## Exercise details:
Scan the records below for the line with "repository 9ec06309cd3e5649" and the line with "pub enum InstallScope". Repeat those two lines and every line between them exactly, and nothing else.

(Collected data)
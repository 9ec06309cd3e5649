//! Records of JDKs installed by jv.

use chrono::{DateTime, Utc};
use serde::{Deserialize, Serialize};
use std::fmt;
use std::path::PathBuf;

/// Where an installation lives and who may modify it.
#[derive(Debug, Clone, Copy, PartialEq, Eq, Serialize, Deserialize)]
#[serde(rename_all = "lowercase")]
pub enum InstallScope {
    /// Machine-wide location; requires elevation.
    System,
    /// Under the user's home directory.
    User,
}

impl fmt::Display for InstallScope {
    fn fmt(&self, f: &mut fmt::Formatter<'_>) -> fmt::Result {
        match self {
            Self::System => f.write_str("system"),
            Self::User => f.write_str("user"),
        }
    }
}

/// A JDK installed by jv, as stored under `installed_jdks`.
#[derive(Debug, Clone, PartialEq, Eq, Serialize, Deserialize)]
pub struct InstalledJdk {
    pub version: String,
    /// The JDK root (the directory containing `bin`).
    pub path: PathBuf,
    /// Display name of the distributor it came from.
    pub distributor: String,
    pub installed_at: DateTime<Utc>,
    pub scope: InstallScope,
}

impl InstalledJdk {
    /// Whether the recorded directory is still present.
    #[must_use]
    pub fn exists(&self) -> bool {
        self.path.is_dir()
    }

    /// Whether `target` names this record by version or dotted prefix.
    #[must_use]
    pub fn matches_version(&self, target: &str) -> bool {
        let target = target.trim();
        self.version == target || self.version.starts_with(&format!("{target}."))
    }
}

==

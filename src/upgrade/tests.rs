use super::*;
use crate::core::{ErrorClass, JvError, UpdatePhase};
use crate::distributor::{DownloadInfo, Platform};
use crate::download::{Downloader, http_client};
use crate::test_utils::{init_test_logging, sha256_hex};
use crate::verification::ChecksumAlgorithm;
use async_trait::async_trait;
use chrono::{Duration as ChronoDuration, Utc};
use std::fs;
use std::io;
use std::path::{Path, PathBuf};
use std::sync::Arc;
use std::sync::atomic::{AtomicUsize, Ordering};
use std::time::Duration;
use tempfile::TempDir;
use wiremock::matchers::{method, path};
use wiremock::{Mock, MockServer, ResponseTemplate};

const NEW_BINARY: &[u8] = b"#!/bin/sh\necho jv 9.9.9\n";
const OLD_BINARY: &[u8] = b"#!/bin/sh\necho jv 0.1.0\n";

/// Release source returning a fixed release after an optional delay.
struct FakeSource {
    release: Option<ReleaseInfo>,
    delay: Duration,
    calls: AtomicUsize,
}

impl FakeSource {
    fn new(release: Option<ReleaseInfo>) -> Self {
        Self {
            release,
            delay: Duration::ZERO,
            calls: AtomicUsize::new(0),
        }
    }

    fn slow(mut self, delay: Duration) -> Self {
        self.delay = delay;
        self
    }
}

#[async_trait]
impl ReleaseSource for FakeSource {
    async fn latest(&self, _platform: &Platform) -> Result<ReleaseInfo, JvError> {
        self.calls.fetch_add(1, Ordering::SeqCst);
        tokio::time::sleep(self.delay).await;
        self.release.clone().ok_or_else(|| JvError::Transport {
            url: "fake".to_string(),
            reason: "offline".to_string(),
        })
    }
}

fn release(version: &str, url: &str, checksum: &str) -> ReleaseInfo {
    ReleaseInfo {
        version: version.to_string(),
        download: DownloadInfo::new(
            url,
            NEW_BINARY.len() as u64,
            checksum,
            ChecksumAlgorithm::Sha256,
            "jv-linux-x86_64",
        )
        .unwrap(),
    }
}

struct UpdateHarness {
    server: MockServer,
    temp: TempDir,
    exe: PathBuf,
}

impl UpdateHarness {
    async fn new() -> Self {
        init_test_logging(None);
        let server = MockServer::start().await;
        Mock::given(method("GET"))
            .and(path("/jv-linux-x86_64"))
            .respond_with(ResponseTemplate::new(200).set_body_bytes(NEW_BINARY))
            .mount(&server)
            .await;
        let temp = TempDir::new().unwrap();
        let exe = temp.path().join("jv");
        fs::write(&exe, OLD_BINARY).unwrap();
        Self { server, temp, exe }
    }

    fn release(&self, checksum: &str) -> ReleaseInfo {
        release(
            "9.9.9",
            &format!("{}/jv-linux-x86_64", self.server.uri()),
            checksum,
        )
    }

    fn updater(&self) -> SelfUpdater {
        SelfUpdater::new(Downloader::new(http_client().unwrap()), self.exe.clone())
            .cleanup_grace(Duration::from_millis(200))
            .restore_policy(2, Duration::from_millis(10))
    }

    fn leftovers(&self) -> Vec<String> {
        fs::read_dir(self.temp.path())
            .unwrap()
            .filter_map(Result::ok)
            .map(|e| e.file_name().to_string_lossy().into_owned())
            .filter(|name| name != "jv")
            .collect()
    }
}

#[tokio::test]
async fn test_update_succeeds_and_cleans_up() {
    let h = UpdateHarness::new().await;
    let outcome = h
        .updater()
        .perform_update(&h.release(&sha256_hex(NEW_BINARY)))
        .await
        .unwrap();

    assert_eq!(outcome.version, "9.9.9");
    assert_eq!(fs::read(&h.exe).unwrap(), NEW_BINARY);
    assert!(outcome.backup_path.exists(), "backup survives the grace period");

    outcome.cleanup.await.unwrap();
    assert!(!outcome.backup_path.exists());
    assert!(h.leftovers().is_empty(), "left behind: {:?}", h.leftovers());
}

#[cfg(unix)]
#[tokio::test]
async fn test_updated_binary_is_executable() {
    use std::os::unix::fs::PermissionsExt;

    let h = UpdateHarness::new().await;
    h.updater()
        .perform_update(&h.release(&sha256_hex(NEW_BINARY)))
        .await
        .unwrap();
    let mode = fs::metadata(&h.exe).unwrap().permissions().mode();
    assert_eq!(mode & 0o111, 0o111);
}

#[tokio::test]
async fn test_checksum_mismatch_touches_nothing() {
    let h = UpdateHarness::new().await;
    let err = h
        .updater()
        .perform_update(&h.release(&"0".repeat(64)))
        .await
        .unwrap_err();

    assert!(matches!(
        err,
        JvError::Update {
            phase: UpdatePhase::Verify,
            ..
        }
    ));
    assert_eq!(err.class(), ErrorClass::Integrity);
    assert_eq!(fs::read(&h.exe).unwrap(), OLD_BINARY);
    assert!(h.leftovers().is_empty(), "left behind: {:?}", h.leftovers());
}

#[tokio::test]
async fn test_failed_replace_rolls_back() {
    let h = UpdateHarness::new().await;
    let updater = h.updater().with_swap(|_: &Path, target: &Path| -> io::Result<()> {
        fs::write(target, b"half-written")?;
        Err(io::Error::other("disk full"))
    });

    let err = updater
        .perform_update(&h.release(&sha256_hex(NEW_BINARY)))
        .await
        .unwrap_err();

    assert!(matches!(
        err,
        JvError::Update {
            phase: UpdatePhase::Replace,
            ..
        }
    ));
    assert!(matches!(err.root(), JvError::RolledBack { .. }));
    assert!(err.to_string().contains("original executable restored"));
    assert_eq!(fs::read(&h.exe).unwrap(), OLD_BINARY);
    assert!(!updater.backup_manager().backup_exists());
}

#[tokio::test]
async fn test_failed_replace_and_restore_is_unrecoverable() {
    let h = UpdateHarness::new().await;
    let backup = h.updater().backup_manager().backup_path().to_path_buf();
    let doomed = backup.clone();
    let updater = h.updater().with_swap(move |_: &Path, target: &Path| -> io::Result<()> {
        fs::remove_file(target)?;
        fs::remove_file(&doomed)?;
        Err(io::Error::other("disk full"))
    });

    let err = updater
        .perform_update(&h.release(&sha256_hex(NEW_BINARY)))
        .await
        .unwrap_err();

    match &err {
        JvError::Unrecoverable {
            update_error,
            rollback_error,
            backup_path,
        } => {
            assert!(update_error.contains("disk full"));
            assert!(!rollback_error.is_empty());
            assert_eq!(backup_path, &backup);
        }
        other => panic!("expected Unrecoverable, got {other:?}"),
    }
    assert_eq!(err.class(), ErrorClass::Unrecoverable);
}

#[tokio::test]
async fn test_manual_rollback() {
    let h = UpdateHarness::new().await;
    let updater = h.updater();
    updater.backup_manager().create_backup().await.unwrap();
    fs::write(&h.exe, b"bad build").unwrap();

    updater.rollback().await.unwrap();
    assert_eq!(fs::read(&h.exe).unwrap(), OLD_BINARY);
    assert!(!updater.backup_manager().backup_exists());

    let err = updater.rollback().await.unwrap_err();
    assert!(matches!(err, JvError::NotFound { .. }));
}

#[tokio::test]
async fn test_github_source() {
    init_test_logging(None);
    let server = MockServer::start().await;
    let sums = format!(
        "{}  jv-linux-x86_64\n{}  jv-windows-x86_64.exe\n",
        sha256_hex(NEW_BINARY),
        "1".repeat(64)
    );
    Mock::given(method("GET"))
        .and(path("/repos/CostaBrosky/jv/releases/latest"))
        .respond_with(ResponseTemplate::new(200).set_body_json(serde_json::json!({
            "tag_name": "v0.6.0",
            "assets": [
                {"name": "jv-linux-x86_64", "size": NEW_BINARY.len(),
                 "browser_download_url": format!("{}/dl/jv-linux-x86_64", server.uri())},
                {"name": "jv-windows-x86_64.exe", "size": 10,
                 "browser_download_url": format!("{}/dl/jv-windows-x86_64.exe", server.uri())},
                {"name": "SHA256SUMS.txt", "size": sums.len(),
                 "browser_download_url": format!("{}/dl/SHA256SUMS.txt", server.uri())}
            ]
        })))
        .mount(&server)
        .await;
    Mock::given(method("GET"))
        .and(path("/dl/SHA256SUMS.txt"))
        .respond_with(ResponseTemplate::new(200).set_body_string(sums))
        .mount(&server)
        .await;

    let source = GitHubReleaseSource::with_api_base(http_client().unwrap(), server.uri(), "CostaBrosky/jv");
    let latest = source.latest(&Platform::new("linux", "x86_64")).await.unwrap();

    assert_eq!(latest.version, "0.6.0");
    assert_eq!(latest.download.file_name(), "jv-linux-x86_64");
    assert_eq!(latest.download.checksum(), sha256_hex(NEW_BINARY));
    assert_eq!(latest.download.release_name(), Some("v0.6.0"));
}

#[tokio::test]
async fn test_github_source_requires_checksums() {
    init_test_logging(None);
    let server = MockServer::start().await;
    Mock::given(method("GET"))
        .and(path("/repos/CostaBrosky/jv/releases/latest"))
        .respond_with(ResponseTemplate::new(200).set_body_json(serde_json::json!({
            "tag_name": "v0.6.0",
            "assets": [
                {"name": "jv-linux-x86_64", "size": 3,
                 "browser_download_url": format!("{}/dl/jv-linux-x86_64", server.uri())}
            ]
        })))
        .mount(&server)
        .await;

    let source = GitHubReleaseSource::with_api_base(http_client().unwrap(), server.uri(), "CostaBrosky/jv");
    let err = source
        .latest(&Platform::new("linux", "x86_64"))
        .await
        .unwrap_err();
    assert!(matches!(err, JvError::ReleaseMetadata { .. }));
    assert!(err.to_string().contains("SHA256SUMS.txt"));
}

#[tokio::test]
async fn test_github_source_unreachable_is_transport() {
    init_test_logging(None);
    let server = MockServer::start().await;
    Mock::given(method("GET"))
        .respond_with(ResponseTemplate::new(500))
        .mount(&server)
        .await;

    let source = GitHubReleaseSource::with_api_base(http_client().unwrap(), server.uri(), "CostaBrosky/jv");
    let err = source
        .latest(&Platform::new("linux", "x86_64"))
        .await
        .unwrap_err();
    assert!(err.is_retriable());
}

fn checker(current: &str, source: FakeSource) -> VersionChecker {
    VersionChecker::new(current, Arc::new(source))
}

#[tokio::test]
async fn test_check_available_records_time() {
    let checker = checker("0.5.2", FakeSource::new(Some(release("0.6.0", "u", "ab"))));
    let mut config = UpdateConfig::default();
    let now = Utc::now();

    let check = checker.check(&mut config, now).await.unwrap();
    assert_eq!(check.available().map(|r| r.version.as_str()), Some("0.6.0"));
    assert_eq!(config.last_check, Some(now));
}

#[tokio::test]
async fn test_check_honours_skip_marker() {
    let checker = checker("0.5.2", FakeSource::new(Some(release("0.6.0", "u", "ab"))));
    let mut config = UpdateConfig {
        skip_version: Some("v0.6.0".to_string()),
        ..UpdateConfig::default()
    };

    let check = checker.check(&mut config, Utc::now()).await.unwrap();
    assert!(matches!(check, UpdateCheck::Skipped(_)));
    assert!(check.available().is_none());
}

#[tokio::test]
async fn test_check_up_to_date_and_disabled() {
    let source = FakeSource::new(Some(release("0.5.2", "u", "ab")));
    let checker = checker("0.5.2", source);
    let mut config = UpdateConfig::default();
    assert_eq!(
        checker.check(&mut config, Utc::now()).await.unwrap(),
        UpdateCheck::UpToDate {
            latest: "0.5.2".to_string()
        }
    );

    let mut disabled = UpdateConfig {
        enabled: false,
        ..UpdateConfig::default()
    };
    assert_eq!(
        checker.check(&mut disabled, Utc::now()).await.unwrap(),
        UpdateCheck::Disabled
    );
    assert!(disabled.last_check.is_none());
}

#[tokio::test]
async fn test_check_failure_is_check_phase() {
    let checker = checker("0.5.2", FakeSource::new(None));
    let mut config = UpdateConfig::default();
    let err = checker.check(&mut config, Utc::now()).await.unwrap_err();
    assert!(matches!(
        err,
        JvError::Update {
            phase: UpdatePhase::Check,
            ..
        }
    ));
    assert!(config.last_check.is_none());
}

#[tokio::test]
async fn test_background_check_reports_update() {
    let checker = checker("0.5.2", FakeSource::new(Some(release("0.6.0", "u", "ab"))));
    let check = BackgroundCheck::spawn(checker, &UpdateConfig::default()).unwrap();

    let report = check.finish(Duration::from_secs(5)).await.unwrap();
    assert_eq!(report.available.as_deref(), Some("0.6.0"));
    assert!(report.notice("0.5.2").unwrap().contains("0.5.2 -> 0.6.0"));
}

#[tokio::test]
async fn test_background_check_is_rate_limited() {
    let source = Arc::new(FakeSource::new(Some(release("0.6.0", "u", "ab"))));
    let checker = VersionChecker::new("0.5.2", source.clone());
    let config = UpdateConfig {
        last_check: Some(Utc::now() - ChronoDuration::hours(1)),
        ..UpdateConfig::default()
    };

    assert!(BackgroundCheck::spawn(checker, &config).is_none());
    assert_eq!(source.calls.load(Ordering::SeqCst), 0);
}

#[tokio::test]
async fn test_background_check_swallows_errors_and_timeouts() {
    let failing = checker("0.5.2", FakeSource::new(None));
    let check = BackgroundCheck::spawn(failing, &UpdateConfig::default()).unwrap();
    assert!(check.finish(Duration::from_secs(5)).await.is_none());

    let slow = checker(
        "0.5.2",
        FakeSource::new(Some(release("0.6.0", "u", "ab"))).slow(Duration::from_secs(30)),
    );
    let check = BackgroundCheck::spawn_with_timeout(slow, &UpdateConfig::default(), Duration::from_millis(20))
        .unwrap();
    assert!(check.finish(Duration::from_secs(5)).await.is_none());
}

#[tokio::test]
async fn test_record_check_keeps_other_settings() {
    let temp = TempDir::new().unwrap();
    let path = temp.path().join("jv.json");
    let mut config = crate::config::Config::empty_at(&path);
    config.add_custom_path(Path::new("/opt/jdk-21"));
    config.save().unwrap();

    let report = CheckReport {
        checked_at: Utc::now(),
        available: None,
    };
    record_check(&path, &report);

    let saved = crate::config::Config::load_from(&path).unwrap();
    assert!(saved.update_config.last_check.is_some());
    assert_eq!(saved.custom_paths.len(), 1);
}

## Output of the exercise:
repository 9ec06309cd3e5649
//! Records of JDKs installed by jv.

use chrono::{DateTime, Utc};
use serde::{Deserialize, Serialize};
use std::fmt;
use std::path::PathBuf;

/// Where an installation lives and who may modify it.
#[derive(Debug, Clone, Copy, PartialEq, Eq, Serialize, Deserialize)]
#[serde(rename_all = "lowercase")]
pub enum InstallScope {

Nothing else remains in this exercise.